===== Supplied material
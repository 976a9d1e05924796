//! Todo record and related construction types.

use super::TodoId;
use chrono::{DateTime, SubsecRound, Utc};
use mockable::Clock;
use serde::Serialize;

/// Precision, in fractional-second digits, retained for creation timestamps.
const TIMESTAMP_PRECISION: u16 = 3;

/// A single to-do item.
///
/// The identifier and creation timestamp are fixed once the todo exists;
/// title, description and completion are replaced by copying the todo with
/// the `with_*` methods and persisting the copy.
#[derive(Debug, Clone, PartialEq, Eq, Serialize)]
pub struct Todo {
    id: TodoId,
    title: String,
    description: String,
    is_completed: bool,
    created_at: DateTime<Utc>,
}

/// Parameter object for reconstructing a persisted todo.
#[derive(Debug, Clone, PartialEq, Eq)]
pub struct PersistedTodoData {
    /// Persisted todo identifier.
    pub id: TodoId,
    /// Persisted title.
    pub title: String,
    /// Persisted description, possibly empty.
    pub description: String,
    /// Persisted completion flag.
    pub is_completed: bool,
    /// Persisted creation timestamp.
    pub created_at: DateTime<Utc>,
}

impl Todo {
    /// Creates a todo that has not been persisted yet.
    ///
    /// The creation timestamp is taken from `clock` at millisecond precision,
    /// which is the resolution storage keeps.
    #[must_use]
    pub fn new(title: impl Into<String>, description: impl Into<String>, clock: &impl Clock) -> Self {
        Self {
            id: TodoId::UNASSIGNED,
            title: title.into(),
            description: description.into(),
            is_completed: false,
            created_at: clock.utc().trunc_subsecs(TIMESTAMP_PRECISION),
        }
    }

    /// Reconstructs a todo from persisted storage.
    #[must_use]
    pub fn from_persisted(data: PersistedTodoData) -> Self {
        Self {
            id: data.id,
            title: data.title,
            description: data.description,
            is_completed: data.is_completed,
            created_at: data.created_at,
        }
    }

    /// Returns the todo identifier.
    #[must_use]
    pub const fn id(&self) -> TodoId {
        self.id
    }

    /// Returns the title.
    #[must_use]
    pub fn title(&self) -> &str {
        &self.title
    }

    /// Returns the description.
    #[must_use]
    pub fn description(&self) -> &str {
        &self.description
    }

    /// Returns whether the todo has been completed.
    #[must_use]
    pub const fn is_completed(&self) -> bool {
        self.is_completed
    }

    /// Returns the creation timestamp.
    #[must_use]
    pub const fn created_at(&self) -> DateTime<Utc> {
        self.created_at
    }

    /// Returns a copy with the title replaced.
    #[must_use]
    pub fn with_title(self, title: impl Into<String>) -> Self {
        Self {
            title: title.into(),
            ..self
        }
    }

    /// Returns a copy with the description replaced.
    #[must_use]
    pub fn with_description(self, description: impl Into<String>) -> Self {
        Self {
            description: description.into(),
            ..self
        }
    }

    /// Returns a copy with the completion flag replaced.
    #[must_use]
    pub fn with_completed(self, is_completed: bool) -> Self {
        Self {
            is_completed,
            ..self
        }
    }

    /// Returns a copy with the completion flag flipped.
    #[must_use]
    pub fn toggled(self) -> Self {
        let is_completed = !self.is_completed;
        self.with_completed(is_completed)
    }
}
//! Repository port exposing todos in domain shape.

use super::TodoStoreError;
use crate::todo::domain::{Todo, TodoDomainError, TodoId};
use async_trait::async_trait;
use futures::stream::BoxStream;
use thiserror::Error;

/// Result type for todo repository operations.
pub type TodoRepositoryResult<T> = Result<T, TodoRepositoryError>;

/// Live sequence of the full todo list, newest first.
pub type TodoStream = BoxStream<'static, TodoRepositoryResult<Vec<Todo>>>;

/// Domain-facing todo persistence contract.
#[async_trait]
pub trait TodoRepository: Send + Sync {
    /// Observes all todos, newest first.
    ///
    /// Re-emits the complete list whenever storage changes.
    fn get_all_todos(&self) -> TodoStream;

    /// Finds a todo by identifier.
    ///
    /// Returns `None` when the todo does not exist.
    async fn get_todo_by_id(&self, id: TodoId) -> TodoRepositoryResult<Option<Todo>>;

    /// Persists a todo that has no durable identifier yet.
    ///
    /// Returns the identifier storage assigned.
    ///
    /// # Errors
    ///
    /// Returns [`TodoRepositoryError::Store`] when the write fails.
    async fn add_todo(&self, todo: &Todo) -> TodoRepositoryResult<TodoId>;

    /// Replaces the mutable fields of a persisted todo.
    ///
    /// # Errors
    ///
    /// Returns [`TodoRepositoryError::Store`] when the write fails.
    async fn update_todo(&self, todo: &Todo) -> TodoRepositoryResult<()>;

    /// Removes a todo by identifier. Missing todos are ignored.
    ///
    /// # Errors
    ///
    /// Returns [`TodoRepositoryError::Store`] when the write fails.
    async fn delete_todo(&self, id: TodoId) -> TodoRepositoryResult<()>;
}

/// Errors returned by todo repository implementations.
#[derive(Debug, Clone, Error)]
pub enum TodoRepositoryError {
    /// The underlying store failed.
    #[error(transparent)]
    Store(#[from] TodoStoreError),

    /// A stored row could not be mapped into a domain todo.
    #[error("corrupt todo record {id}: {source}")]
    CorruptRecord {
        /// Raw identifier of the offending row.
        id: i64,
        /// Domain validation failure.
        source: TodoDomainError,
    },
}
==========
### What you will do
Please repeat all the records above exactly as they appear.

### Task answer
repository 976a9d1e05924796
//! Todo record and related construction types.

use super::TodoId;
use chrono::{DateTime, SubsecRound, Utc};
use mockable::Clock;
use serde::Serialize;

/// Precision, in fractional-second digits, retained for creation timestamps.
const TIMESTAMP_PRECISION: u16 = 3;

/// A single to-do item.
///
/// The identifier and creation timestamp are fixed once the todo exists;
/// title, description and completion are replaced by copying the todo with
/// the `with_*` methods and persisting the copy.
#[derive(Debug, Clone, PartialEq, Eq, Serialize)]
pub struct Todo {
    id: TodoId,
    title: String,
    description: String,
    is_completed: bool,
    created_at: DateTime<Utc>,
}

/// Parameter object for reconstructing a persisted todo.
#[derive(Debug, Clone, PartialEq, Eq)]
pub struct PersistedTodoData {
    /// Persisted todo identifier.
    pub id: TodoId,
    /// Persisted title.
    pub title: String,
    /// Persisted description, possibly empty.
    pub description: String,
    /// Persisted completion flag.
    pub is_completed: bool,
    /// Persisted creation timestamp.
    pub created_at: DateTime<Utc>,
}

impl Todo {
    /// Creates a todo that has not been persisted yet.
    ///
    /// The creation timestamp is taken from `clock` at millisecond precision,
    /// which is the resolution storage keeps.
    #[must_use]
    pub fn new(title: impl Into<String>, description: impl Into<String>, clock: &impl Clock) -> Self {
        Self {
            id: TodoId::UNASSIGNED,
            title: title.into(),
            description: description.into(),
            is_completed: false,
            created_at: clock.utc().trunc_subsecs(TIMESTAMP_PRECISION),
        }
    }

    /// Reconstructs a todo from persisted storage.
    #[must_use]
    pub fn from_persisted(data: PersistedTodoData) -> Self {
        Self {
            id: data.id,
            title: data.title,
            description: data.description,
            is_completed: data.is_completed,
            created_at: data.created_at,
        }
    }

    /// Returns the todo identifier.
    #[must_use]
    pub const fn id(&self) -> TodoId {
        self.id
    }

    /// Returns the title.
    #[must_use]
    pub fn title(&self) -> &str {
        &self.title
    }

    /// Returns the description.
    #[must_use]
    pub fn description(&self) -> &str {
        &self.description
    }

    /// Returns whether the todo has been completed.
    #[must_use]
    pub const fn is_completed(&self) -> bool {
        self.is_completed
    }

    /// Returns the creation timestamp.
    #[must_use]
    pub const fn created_at(&self) -> DateTime<Utc> {
        self.created_at
    }

    /// Returns a copy with the title replaced.
    #[must_use]
    pub fn with_title(self, title: impl Into<String>) -> Self {
        Self {
            title: title.into(),
            ..self
        }
    }

    /// Returns a copy with the description replaced.
    #[must_use]
    pub fn with_description(self, description: impl Into<String>) -> Self {
        Self {
            description: description.into(),
            ..self
        }
    }

    /// Returns a copy with the completion flag replaced.
    #[must_use]
    pub fn with_completed(self, is_completed: bool) -> Self {
        Self {
            is_completed,
            ..self
        }
    }

    /// Returns a copy with the completion flag flipped.
    #[must_use]
    pub fn toggled(self) -> Self {
        let is_completed = !self.is_completed;
        self.with_completed(is_completed)
    }
}
//! Repository port exposing todos in domain shape.

use super::TodoStoreError;
use crate::todo::domain::{Todo, TodoDomainError, TodoId};
use async_trait::async_trait;
use futures::stream::BoxStream;
use thiserror::Error;

/// Result type for todo repository operations.
pub type TodoRepositoryResult<T> = Result<T, TodoRepositoryError>;

/// Live sequence of the full todo list, newest first.
pub type TodoStream = BoxStream<'static, TodoRepositoryResult<Vec<Todo>>>;

/// Domain-facing todo persistence contract.
#[async_trait]
pub trait TodoRepository: Send + Sync {
    /// Observes all todos, newest first.
    ///
    /// Re-emits the complete list whenever storage changes.
    fn get_all_todos(&self) -> TodoStream;

    /// Finds a todo by identifier.
    ///
    /// Returns `None` when the todo does not exist.
    async fn get_todo_by_id(&self, id: TodoId) -> TodoRepositoryResult<Option<Todo>>;

    /// Persists a todo that has no durable identifier yet.
    ///
    /// Returns the identifier storage assigned.
    ///
    /// # Errors
    ///
    /// Returns [`TodoRepositoryError::Store`] when the write fails.
    async fn add_todo(&self, todo: &Todo) -> TodoRepositoryResult<TodoId>;

    /// Replaces the mutable fields of a persisted todo.
    ///
    /// # Errors
    ///
    /// Returns [`TodoRepositoryError::Store`] when the write fails.
    async fn update_todo(&self, todo: &Todo) -> TodoRepositoryResult<()>;

    /// Removes a todo by identifier. Missing todos are ignored.
    ///
    /// # Errors
    ///
    /// Returns [`TodoRepositoryError::Store`] when the write fails.
    async fn delete_todo(&self, id: TodoId) -> TodoRepositoryResult<()>;
}

/// Errors returned by todo repository implementations.
#[derive(Debug, Clone, Error)]
pub enum TodoRepositoryError {
    /// The underlying store failed.
    #[error(transparent)]
    Store(#[from] TodoStoreError),

    /// A stored row could not be mapped into a domain todo.
    #[error("corrupt todo record {id}: {source}")]
    CorruptRecord {
        /// Raw identifier of the offending row.
        id: i64,
        /// Domain validation failure.
        source: TodoDomainError,
    },
}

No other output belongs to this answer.